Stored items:
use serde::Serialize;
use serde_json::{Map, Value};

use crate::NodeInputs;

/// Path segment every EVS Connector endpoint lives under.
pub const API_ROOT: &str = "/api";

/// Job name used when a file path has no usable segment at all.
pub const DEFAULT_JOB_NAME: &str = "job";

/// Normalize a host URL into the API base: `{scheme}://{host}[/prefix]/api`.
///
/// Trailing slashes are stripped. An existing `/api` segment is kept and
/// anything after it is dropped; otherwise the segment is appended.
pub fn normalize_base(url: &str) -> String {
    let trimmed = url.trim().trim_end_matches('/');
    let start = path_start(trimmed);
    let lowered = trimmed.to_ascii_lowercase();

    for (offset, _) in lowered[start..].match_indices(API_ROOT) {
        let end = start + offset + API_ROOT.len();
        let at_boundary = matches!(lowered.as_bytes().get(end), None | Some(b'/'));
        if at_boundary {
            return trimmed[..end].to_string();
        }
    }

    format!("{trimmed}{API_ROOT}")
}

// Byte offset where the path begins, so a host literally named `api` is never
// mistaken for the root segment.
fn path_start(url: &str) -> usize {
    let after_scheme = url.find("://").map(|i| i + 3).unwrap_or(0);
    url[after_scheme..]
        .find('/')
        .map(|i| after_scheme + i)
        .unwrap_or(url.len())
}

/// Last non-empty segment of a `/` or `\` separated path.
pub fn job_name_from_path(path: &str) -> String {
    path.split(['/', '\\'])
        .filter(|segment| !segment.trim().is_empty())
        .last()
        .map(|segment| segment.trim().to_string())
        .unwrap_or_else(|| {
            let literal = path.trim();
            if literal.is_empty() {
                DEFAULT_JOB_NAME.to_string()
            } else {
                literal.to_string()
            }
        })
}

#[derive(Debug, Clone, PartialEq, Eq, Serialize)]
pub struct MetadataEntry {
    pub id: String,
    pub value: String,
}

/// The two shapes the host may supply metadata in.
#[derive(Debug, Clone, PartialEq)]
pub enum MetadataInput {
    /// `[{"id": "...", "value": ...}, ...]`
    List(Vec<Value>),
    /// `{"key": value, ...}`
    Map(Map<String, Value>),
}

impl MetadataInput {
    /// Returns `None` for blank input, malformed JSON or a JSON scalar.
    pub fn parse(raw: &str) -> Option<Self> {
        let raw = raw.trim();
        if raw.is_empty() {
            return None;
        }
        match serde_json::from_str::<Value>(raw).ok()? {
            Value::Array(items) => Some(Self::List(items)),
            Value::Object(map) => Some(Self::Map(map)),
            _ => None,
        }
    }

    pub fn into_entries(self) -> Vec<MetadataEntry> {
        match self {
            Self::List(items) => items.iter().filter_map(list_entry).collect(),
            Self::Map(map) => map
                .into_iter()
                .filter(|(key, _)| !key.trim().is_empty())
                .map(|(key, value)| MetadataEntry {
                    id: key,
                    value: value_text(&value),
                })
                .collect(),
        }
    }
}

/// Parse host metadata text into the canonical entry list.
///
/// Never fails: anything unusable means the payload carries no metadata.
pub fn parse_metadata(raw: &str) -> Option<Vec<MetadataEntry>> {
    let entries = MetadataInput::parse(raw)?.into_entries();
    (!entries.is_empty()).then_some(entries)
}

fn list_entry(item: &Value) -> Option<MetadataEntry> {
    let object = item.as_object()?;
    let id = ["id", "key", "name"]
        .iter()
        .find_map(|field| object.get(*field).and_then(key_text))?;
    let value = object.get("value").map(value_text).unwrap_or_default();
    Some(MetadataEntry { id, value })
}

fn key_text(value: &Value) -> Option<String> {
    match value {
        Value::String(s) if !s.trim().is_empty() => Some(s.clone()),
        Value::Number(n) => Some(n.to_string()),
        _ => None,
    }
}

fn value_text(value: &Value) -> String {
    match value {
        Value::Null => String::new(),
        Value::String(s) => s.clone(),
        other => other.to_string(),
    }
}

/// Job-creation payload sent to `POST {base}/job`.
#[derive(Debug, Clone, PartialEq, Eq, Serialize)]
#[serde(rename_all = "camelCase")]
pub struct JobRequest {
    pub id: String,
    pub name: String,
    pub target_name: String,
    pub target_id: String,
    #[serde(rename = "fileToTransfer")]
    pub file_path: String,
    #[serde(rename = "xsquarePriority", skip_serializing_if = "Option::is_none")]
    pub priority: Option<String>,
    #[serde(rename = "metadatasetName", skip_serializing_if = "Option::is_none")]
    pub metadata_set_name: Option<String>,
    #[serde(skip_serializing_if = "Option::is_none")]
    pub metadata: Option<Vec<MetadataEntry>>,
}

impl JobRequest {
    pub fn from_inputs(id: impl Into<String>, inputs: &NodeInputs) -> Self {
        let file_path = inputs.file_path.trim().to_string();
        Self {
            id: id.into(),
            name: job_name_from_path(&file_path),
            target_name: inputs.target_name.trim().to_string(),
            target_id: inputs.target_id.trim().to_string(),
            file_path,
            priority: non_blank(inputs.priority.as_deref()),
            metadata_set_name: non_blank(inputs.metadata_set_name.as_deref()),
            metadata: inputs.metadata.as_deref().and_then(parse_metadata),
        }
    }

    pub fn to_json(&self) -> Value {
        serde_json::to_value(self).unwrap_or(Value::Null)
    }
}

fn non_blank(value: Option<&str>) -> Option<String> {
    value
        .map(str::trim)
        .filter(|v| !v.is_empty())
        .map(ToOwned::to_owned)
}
--
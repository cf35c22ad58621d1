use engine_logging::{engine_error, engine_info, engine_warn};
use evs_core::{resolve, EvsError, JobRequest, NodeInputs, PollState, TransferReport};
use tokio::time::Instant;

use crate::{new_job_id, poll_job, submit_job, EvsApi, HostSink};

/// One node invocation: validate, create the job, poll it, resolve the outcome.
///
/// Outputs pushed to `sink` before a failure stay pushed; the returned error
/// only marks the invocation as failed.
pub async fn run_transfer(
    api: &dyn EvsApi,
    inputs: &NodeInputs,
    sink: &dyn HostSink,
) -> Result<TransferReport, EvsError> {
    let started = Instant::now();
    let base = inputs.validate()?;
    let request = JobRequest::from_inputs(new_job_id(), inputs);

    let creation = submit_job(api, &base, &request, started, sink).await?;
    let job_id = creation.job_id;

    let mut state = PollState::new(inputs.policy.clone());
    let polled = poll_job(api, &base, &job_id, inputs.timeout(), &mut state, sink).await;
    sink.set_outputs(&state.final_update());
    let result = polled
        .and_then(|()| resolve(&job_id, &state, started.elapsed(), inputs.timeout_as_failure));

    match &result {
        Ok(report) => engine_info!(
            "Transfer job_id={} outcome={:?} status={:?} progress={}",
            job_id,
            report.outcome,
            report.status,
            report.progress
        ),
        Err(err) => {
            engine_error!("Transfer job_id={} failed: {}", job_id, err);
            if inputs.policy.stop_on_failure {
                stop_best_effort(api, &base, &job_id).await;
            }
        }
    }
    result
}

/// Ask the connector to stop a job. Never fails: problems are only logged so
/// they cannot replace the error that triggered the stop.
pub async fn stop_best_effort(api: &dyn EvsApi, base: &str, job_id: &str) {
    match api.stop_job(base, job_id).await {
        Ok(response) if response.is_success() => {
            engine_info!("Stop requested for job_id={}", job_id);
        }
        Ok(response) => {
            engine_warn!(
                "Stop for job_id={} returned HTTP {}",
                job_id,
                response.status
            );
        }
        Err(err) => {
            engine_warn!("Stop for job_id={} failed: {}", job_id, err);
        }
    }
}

→ YOUR OBJECTIVE:
Set down only the lines above that fall between the line holding "let entries = MetadataInput::parse(raw)?.into_entries();" and the line holding "Job-creation payload sent", inclusive, keeping each exact.

→ ANSWER TO THIS PROBLEM:
    let entries = MetadataInput::parse(raw)?.into_entries();
    (!entries.is_empty()).then_some(entries)
}

fn list_entry(item: &Value) -> Option<MetadataEntry> {
    let object = item.as_object()?;
    let id = ["id", "key", "name"]
        .iter()
        .find_map(|field| object.get(*field).and_then(key_text))?;
    let value = object.get("value").map(value_text).unwrap_or_default();
    Some(MetadataEntry { id, value })
}

fn key_text(value: &Value) -> Option<String> {
    match value {
        Value::String(s) if !s.trim().is_empty() => Some(s.clone()),
        Value::Number(n) => Some(n.to_string()),
        _ => None,
    }
}

fn value_text(value: &Value) -> String {
    match value {
        Value::Null => String::new(),
        Value::String(s) => s.clone(),
        other => other.to_string(),
    }
}

/// Job-creation payload sent to `POST {base}/job`.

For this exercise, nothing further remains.